Sunny Afternoon musical dazzles critics
- 2 May 2014
- From the section Entertainment & Arts
Sunny Afternoon, a new musical about the early career of pop band The Kinks, has impressed critics amid predictions of a West End transfer.
"You really got me!" read the headline of the Daily Mail's five star review by Quentin Letts. "After an indifferent year for new musical shows in London, here is a belter," he said.
The show, written by Joe Penhall, features many Kinks classics and is named after their 1966 hit single.
It is running at the Hampstead Theatre.
"This show is far better than a mere tribute evening, though it includes lots of Kinks hits. It gives you a strong sense of period - some terrific short hemlines on the girls - yet also well-drawn characters that evolve with the band," Letts continued.
The Telegraph's Charles Spencer also awarded five stars at Thursday's opening, noting the show had "the whole audience up on its feet and in state of blissful euphoria by the end".
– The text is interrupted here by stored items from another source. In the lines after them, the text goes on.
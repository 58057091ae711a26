//! Per-cycle batch selection under a capacity limit.
//!
//! Capacity is split across tiers by weight, shortfalls cascade from hot
//! toward cold, and whatever is still unspent is filled from leftovers in
//! priority order. The result size is always `min(capacity, eligible)`.

use chrono::{DateTime, Utc};
use rand::seq::SliceRandom;
use rand::Rng;

use crate::model::ItemKey;
use crate::pacing::DistributionPolicy;
use crate::tier::Tier;

/// An eligible item as the selector sees it.
#[derive(Debug, Clone, PartialEq, Eq)]
pub struct Candidate {
    pub key: ItemKey,
    pub tier: Tier,
    pub last_searched_at: Option<DateTime<Utc>>,
}

#[derive(Debug, Clone)]
pub struct Selector {
    policy: DistributionPolicy,
    randomize: bool,
}

impl Selector {
    pub fn new(policy: DistributionPolicy, randomize: bool) -> Self {
        Self { policy, randomize }
    }

    /// Per-tier targets for `capacity`, indexed by `Tier::index`. Sums to
    /// `capacity` whenever any weight is non-zero.
    pub fn targets(&self, capacity: usize) -> [usize; 4] {
        let total = self.policy.total();
        let mut targets = [0usize; 4];
        if total == 0 || capacity == 0 {
            return targets;
        }
        let cap = capacity as u64;
        for tier in Tier::ALL {
            let w = u64::from(self.policy.weight(tier));
            // round(cap * w / total), halves up
            targets[tier.index()] = ((2 * cap * w + total) / (2 * total)) as usize;
        }
        let sum: usize = targets.iter().sum();
        if sum < capacity {
            targets[Tier::Hot.index()] += capacity - sum;
        } else if sum > capacity {
            let mut excess = sum - capacity;
            for tier in Tier::ALL.into_iter().rev() {
                let cut = excess.min(targets[tier.index()]);
                targets[tier.index()] -= cut;
                excess -= cut;
                if excess == 0 {
                    break;
                }
            }
        }
        targets
    }

    /// Pick up to `capacity` candidates, hot tier first.
    pub fn select<R: Rng + ?Sized>(
        &self,
        candidates: Vec<Candidate>,
        capacity: usize,
        rng: &mut R,
    ) -> Vec<Candidate> {
        let mut by_tier: [Vec<Candidate>; 4] = Default::default();
        for c in candidates {
            by_tier[c.tier.index()].push(c);
        }
        for bucket in by_tier.iter_mut() {
            // Never-searched first, then oldest search, then identity.
            bucket.sort_by(|a, b| {
                a.last_searched_at
                    .cmp(&b.last_searched_at)
                    .then_with(|| a.key.cmp(&b.key))
            });
            if self.randomize {
                bucket.shuffle(rng);
            }
        }

        let targets = self.targets(capacity);
        let mut taken = [0usize; 4];
        let mut carry = 0usize;
        for tier in Tier::ALL {
            let i = tier.index();
            let want = targets[i] + carry;
            taken[i] = want.min(by_tier[i].len());
            carry = want - taken[i];
        }

        let mut remaining = capacity.saturating_sub(taken.iter().sum());
        for tier in Tier::ALL {
            if remaining == 0 {
                break;
            }
            let i = tier.index();
            let extra = remaining.min(by_tier[i].len() - taken[i]);
            taken[i] += extra;
            remaining -= extra;
        }

        let mut out = Vec::with_capacity(taken.iter().sum());
        for (bucket, n) in by_tier.into_iter().zip(taken) {
            out.extend(bucket.into_iter().take(n));
        }
        out
    }
}

#[cfg(test)]
mod tests {
    use super::*;
    use crate::model::MediaType;
    use chrono::{Duration, TimeZone};
    use rand::rngs::StdRng;
    use rand::SeedableRng;

    fn candidates(counts: [usize; 4]) -> Vec<Candidate> {
        let mut out = Vec::new();
        let mut id = 0;
        for tier in Tier::ALL {
            for _ in 0..counts[tier.index()] {
                id += 1;
                out.push(Candidate {
                    key: ItemKey::new("tv", MediaType::Episode, id),
                    tier,
                    last_searched_at: None,
                });
            }
        }
        out
    }

    fn per_tier(selected: &[Candidate]) -> [usize; 4] {
        let mut counts = [0; 4];
        for c in selected {
            counts[c.tier.index()] += 1;
        }
        counts
    }

    #[test]
    fn shortfall_cascades_to_next_tier() {
        let selector = Selector::new(DistributionPolicy::default(), false);
        let mut rng = StdRng::seed_from_u64(1);
        let picked = selector.select(candidates([2, 10, 10, 10]), 10, &mut rng);
        assert_eq!(per_tier(&picked), [2, 5, 2, 1]);
    }

    #[test]
    fn rounding_remainder_goes_to_hot() {
        let selector = Selector::new(DistributionPolicy::default(), false);
        // 7 * (40, 30, 20, 10)% = 2.8, 2.1, 1.4, 0.7 -> 3, 2, 1, 1
        assert_eq!(selector.targets(7), [3, 2, 1, 1]);
        let even = Selector::new(
            DistributionPolicy {
                hot: 1,
                warm: 1,
                cool: 1,
                cold: 0,
            },
            false,
        );
        // 3.33 each rounds to 3; the leftover slot goes to hot.
        assert_eq!(even.targets(10), [4, 3, 3, 0]);
        // 0.5 each rounds up to 1 for every tier; cold gives back first.
        let halves = Selector::new(
            DistributionPolicy {
                hot: 1,
                warm: 1,
                cool: 1,
                cold: 1,
            },
            false,
        );
        assert_eq!(halves.targets(2), [1, 1, 0, 0]);
    }

    #[test]
    fn never_exceeds_capacity_nor_undershoots() {
        let policies = [
            DistributionPolicy::default(),
            DistributionPolicy {
                hot: 0,
                warm: 0,
                cool: 0,
                cold: 0,
            },
            DistributionPolicy {
                hot: 0,
                warm: 0,
                cool: 0,
                cold: 5,
            },
            DistributionPolicy {
                hot: 7,
                warm: 13,
                cool: 0,
                cold: 1,
            },
        ];
        let shapes = [[0, 0, 0, 0], [1, 0, 0, 0], [0, 0, 0, 9], [3, 1, 4, 1], [20, 20, 20, 20]];
        let mut rng = StdRng::seed_from_u64(7);
        for policy in policies {
            for randomize in [false, true] {
                let selector = Selector::new(policy, randomize);
                for shape in shapes {
                    let total: usize = shape.iter().sum();
                    for capacity in 0..25 {
                        let picked = selector.select(candidates(shape), capacity, &mut rng);
                        assert_eq!(picked.len(), capacity.min(total), "{policy:?} {shape:?} {capacity}");
                    }
                }
            }
        }
    }

    #[test]
    fn deterministic_order_prefers_never_then_oldest() {
        let now = Utc.with_ymd_and_hms(2026, 1, 1, 0, 0, 0).unwrap();
        let mk = |id, last: Option<DateTime<Utc>>| Candidate {
            key: ItemKey::new("movies", MediaType::Movie, id),
            tier: Tier::Cool,
            last_searched_at: last,
        };
        let selector = Selector::new(DistributionPolicy::default(), false);
        let mut rng = StdRng::seed_from_u64(3);
        let picked = selector.select(
            vec![
                mk(1, Some(now - Duration::hours(1))),
                mk(2, Some(now - Duration::hours(5))),
                mk(3, None),
                mk(4, Some(now - Duration::hours(5))),
            ],
            3,
            &mut rng,
        );
        let ids: Vec<i64> = picked.iter().map(|c| c.key.external_id).collect();
        assert_eq!(ids, vec![3, 2, 4]);
    }

    #[test]
    fn randomized_selection_reaches_every_item() {
        let selector = Selector::new(DistributionPolicy::default(), true);
        let mut rng = StdRng::seed_from_u64(42);
        let mut seen = std::collections::HashSet::new();
        for _ in 0..200 {
            for c in selector.select(candidates([10, 0, 0, 0]), 2, &mut rng) {
                seen.insert(c.key.external_id);
            }
        }
        assert_eq!(seen.len(), 10);
    }
}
He said director Edward Hall "marvellously nails the humour and the pathos of the piece" and praised Miriam Buether's set design featuring scores of speaker cabinets.
"It is an irresistibly enjoyable and touching night, and anyone who loves pop music at its greatest would be mad to miss it," Spencer concluded.
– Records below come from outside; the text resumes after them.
//! Manual actions: ad-hoc search, manual resolve, intervention decisions.
//!
//! These run under the same locking discipline as the cycles; they only skip
//! the wait for the next tick.

use chrono::{DateTime, Utc};

use super::search_cycle::Executed;
use super::{Engine, QueueCycleReport};
use crate::budget::BudgetStatus;
use crate::cooldown;
use crate::error::EngineError;
use crate::escalation::{Category, Decision, Intervention, Subject};
use crate::history::SearchOutcome;
use crate::model::ItemKey;
use crate::queue_monitor::{IssueKey, IssueState};

/// Result of `Engine::search_now`.
#[derive(Debug, Clone, PartialEq, Eq)]
pub enum ManualSearchOutcome {
    Triggered,
    ProviderError(String),
    /// A group search covered the item recently; no call was made.
    SkippedDuplicate,
    /// No budget right now (quiet hours or daily limit).
    Deferred(BudgetStatus),
    /// A search for this item is already running.
    InFlight,
}

impl Engine {
    /// Search one item now, bypassing its cooldown but not the daily budget.
    pub async fn search_now(
        &self,
        key: &ItemKey,
        now: DateTime<Utc>,
    ) -> Result<ManualSearchOutcome, EngineError> {
        if self.item_entry(key).await.is_none() {
            return Err(EngineError::UnknownItem(key.clone()));
        }
        self.search_with_budget(key, now).await
    }

    /// Reserve one slot and search `key`, releasing the slot if no call is made.
    async fn search_with_budget(
        &self,
        key: &ItemKey,
        now: DateTime<Utc>,
    ) -> Result<ManualSearchOutcome, EngineError> {
        {
            let mut budget = self.budget.lock().await;
            let status = budget.status(now);
            if budget.reserve(1, now) == 0 {
                return Ok(ManualSearchOutcome::Deferred(status));
            }
            if let Err(e) = self.save_budget(&budget).await {
                budget.release(1);
                return Err(e.into());
            }
        }

        let executed = self.execute_search(key, now, false).await?;
        if !matches!(executed, Executed::Searched(..)) {
            let mut budget = self.budget.lock().await;
            budget.release(1);
            self.save_budget(&budget).await?;
        }

        Ok(match executed {
            Executed::Searched(SearchOutcome::Triggered, _) => ManualSearchOutcome::Triggered,
            Executed::Searched(_, error) | Executed::NotSearched(SearchOutcome::ProviderError, error) => {
                ManualSearchOutcome::ProviderError(error.unwrap_or_default())
            }
            Executed::NotSearched(_, _) => ManualSearchOutcome::SkippedDuplicate,
            Executed::InFlight | Executed::Ineligible => ManualSearchOutcome::InFlight,
            Executed::Untracked => return Err(EngineError::UnknownItem(key.clone())),
        })
    }

    /// Search the item behind a removed download, if it is still tracked.
    pub(super) async fn research_after_removal(
        &self,
        key: &ItemKey,
        now: DateTime<Utc>,
    ) -> anyhow::Result<bool> {
        if self.item_entry(key).await.is_none() {
            return Ok(false);
        }
        match self.search_with_budget(key, now).await {
            Ok(ManualSearchOutcome::Triggered) => Ok(true),
            Ok(other) => {
                tracing::debug!(item = %key, "re-search after removal: {:?}", other);
                Ok(false)
            }
            Err(EngineError::Store(e)) => Err(e),
            Err(e) => {
                tracing::debug!(item = %key, "re-search after removal skipped: {}", e);
                Ok(false)
            }
        }
    }

    /// Remove and blocklist a queue issue's download now, regardless of its
    /// deadline or kind.
    pub async fn resolve_issue(
        &self,
        key: &IssueKey,
        now: DateTime<Utc>,
    ) -> Result<IssueState, EngineError> {
        let up = self
            .upstreams
            .get(&key.instance)
            .cloned()
            .ok_or_else(|| EngineError::UnknownInstance(key.instance.clone()))?;
        let issue = self.queue.lock().await.begin_manual(key)?;

        let mut report = QueueCycleReport::default();
        let state = self.run_removal(&up, &issue, now, &mut report).await?;
        let state = state.ok_or_else(|| EngineError::UnknownIssue(key.to_string()))?;
        if state == IssueState::Resolved {
            // A human resolved it; any queue-stuck request is moot.
            let cleared = self
                .escalation
                .lock()
                .await
                .on_download_gone(&key.instance, &key.download_id);
            if !cleared.is_empty() {
                self.store.delete_interventions(&cleared).await?;
            }
        }
        Ok(state)
    }

    /// Record a human decision on an intervention. "reset" on an urgent
    /// intervention also resets the item's attempts and cooldown.
    pub async fn decide(
        &self,
        id: &str,
        decision: Decision,
        now: DateTime<Utc>,
    ) -> Result<Intervention, EngineError> {
        let (category, subject) = {
            let esc = self.escalation.lock().await;
            let iv = esc
                .get(id)
                .ok_or_else(|| EngineError::UnknownIntervention(id.to_string()))?;
            (iv.category, iv.subject.clone())
        };

        // Item before escalation, as everywhere else.
        let entry = match (&subject, category) {
            (Subject::Item { key }, Category::Urgent) => self.item_entry(key).await,
            _ => None,
        };
        let mut item = match &entry {
            Some(entry) => Some(entry.lock().await),
            None => None,
        };

        let effect = self.escalation.lock().await.decide(id, decision, now)?;
        self.store.upsert_intervention(&effect.intervention).await?;
        if let Subject::Item { key } = &subject {
            let state = self.escalation.lock().await.item_state(key);
            self.store.save_escalation(key, &state).await?;
        }
        if let (Some(key), Some(item)) = (&effect.reset_item, item.as_mut()) {
            cooldown::reset(item);
            self.store.upsert_item(item).await?;
            tracing::info!(item = %key, "attempts reset by decision");
        }
        Ok(effect.intervention)
    }

    /// Pending interventions, oldest first.
    pub async fn open_interventions(&self) -> Vec<Intervention> {
        self.escalation.lock().await.open()
    }

    /// Every intervention, decided ones included.
    pub async fn interventions(&self) -> Vec<Intervention> {
        let mut all: Vec<Intervention> = self.escalation.lock().await.all().cloned().collect();
        all.sort_by(|a, b| a.created_at.cmp(&b.created_at).then_with(|| a.id.cmp(&b.id)));
        all
    }
}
"The songs joyously reach out to the audience, even as they are shown to be rooted in a wider, difficult and daft world of class, family, professional struggle and private agony," said Nick Hasted in his four-star review for The Arts Desk. "In The Kinks' 50th Anniversary year, their spirit could hardly be better revived."
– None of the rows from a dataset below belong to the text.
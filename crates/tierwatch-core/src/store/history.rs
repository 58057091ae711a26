//! Search history, finds, and the rate-budget row.

use anyhow::Result;
use chrono::{DateTime, NaiveDate, Utc};
use sqlx::Row;

use super::db::{from_ts, to_ts, StateStore};
use crate::history::{FindRecord, SearchOutcome, SearchRecord};
use crate::model::{Item, ItemKey, SearchKind};
use crate::tier::Tier;

impl StateStore {
    /// Persist a search attempt together with the item row it updated, in one
    /// transaction, then prune history beyond `cap`.
    pub async fn record_search(&self, item: &Item, rec: &SearchRecord, cap: usize) -> Result<()> {
        let mut tx = self.pool.begin().await?;
        sqlx::query(
            r#"
            UPDATE items
            SET last_searched_at = ?1, attempt_count = ?2, streak_started_at = ?3
            WHERE instance = ?4 AND media_type = ?5 AND external_id = ?6
            "#,
        )
        .bind(item.last_searched_at.map(to_ts))
        .bind(i64::from(item.attempt_count))
        .bind(item.streak_started_at.map(to_ts))
        .bind(&item.key.instance)
        .bind(item.key.media_type.as_str())
        .bind(item.key.external_id)
        .execute(&mut *tx)
        .await?;
        sqlx::query(
            r#"
            INSERT INTO search_history (at, item_key, title, group_id, kind, tier, outcome, error)
            VALUES (?1, ?2, ?3, ?4, ?5, ?6, ?7, ?8)
            "#,
        )
        .bind(to_ts(rec.at))
        .bind(rec.item.to_string())
        .bind(&rec.title)
        .bind(rec.group_id)
        .bind(rec.kind.as_str())
        .bind(rec.tier.as_str())
        .bind(rec.outcome.as_str())
        .bind(rec.error.as_deref())
        .execute(&mut *tx)
        .await?;
        sqlx::query(
            r#"
            DELETE FROM search_history
            WHERE id NOT IN (SELECT id FROM search_history ORDER BY id DESC LIMIT ?1)
            "#,
        )
        .bind(cap as i64)
        .execute(&mut *tx)
        .await?;
        tx.commit().await?;
        Ok(())
    }

    /// Most recent search records, newest first.
    pub async fn recent_searches(&self, limit: usize) -> Result<Vec<SearchRecord>> {
        let rows = sqlx::query(
            r#"
            SELECT at, item_key, title, group_id, kind, tier, outcome, error
            FROM search_history
            ORDER BY id DESC
            LIMIT ?1
            "#,
        )
        .bind(limit as i64)
        .fetch_all(&self.pool)
        .await?;

        let mut out = Vec::with_capacity(rows.len());
        for row in rows {
            let key: String = row.get("item_key");
            let Ok(item) = key.parse::<ItemKey>() else {
                continue;
            };
            let kind: String = row.get("kind");
            let tier: String = row.get("tier");
            let outcome: String = row.get("outcome");
            out.push(SearchRecord {
                at: from_ts(row.get("at")),
                item,
                title: row.get("title"),
                group_id: row.get("group_id"),
                kind: SearchKind::parse(&kind).unwrap_or(SearchKind::Missing),
                tier: Tier::parse(&tier).unwrap_or(Tier::Cold),
                outcome: SearchOutcome::from_str(&outcome),
                error: row.get("error"),
            });
        }
        Ok(out)
    }

    /// Group searches made since `since`, as `(instance, group_id, at)`.
    /// Used to rebuild duplicate suppression after a restart.
    pub async fn group_searches_since(
        &self,
        since: DateTime<Utc>,
    ) -> Result<Vec<(String, i64, DateTime<Utc>)>> {
        let rows = sqlx::query(
            r#"
            SELECT item_key, group_id, MAX(at) AS at
            FROM search_history
            WHERE group_id IS NOT NULL AND outcome = 'triggered' AND at >= ?1
            GROUP BY item_key, group_id
            "#,
        )
        .bind(to_ts(since))
        .fetch_all(&self.pool)
        .await?;
        let mut out = Vec::with_capacity(rows.len());
        for row in rows {
            let key: String = row.get("item_key");
            let Ok(key) = key.parse::<ItemKey>() else {
                continue;
            };
            out.push((key.instance, row.get("group_id"), from_ts(row.get("at"))));
        }
        Ok(out)
    }

    /// Archive a find and drop the item, in one transaction.
    pub async fn record_find(&self, find: &FindRecord, cap: usize) -> Result<()> {
        let mut tx = self.pool.begin().await?;
        sqlx::query(
            r#"
            INSERT INTO finds (item_key, title, kind, tier, searched_at, found_at, attempts)
            VALUES (?1, ?2, ?3, ?4, ?5, ?6, ?7)
            "#,
        )
        .bind(find.item.to_string())
        .bind(&find.title)
        .bind(find.kind.as_str())
        .bind(find.tier.as_str())
        .bind(to_ts(find.searched_at))
        .bind(to_ts(find.found_at))
        .bind(i64::from(find.attempts))
        .execute(&mut *tx)
        .await?;
        sqlx::query(
            r#"
            DELETE FROM finds
            WHERE id NOT IN (SELECT id FROM finds ORDER BY id DESC LIMIT ?1)
            "#,
        )
        .bind(cap as i64)
        .execute(&mut *tx)
        .await?;
        tx.commit().await?;
        Ok(())
    }

    /// Most recent finds, newest first.
    pub async fn recent_finds(&self, limit: usize) -> Result<Vec<FindRecord>> {
        let rows = sqlx::query(
            r#"
            SELECT item_key, title, kind, tier, searched_at, found_at, attempts
            FROM finds
            ORDER BY id DESC
            LIMIT ?1
            "#,
        )
        .bind(limit as i64)
        .fetch_all(&self.pool)
        .await?;

        let mut out = Vec::with_capacity(rows.len());
        for row in rows {
            let key: String = row.get("item_key");
            let Ok(item) = key.parse::<ItemKey>() else {
                continue;
            };
            let kind: String = row.get("kind");
            let tier: String = row.get("tier");
            let attempts: i64 = row.get("attempts");
            out.push(FindRecord {
                item,
                title: row.get("title"),
                kind: SearchKind::parse(&kind).unwrap_or(SearchKind::Missing),
                tier: Tier::parse(&tier).unwrap_or(Tier::Cold),
                searched_at: from_ts(row.get("searched_at")),
                found_at: from_ts(row.get("found_at")),
                attempts: attempts.max(0) as u32,
            });
        }
        Ok(out)
    }

    pub async fn save_budget(&self, day: NaiveDate, used: u32) -> Result<()> {
        sqlx::query(
            r#"
            INSERT INTO rate_budget (id, day, used) VALUES (1, ?1, ?2)
            ON CONFLICT (id) DO UPDATE SET day = excluded.day, used = excluded.used
            "#,
        )
        .bind(day.to_string())
        .bind(i64::from(used))
        .execute(&self.pool)
        .await?;
        Ok(())
    }

    pub async fn load_budget(&self) -> Result<Option<(NaiveDate, u32)>> {
        let row = sqlx::query(r#"SELECT day, used FROM rate_budget WHERE id = 1"#)
            .fetch_optional(&self.pool)
            .await?;
        let Some(row) = row else {
            return Ok(None);
        };
        let day: String = row.get("day");
        let used: i64 = row.get("used");
        Ok(Some((day.parse()?, used.max(0) as u32)))
    }
}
Also awarding four stars, the Evening Standard's Henry Hitchings praised the lead performances.
"John Dagleish is immense as [Ray] Davies, capturing his quirkiness and charisma. His guitarist brother Dave is given an exciting wildness by George Maguire.
"And if at the end we're pretty much coerced into a dancing ovation, some of the show's best moments are in fact its more melancholy and reflective ones. Sunny Afternoon illustrates the brilliance of The Kinks and the incisive songwriting of Davies, and it's surely destined for the West End."
The Stage's Mark Shenton likened Sunny Afternoon to a British version of Jersey Boys, which tells the story of Frankie Valli and the Four Seasons.
"Though Joe Penhall's script may not be as sharp or well-defined as that of Jersey Boys, it is generously full of heart and especially the soul that propelled The Kinks' music.
"The result is dramatically a bit rough, ready and ragged but it lends the evening a useful whiff of improvisation and spontaneity."
Sunny Afternoon is at Hampstead Theatre until 24 May.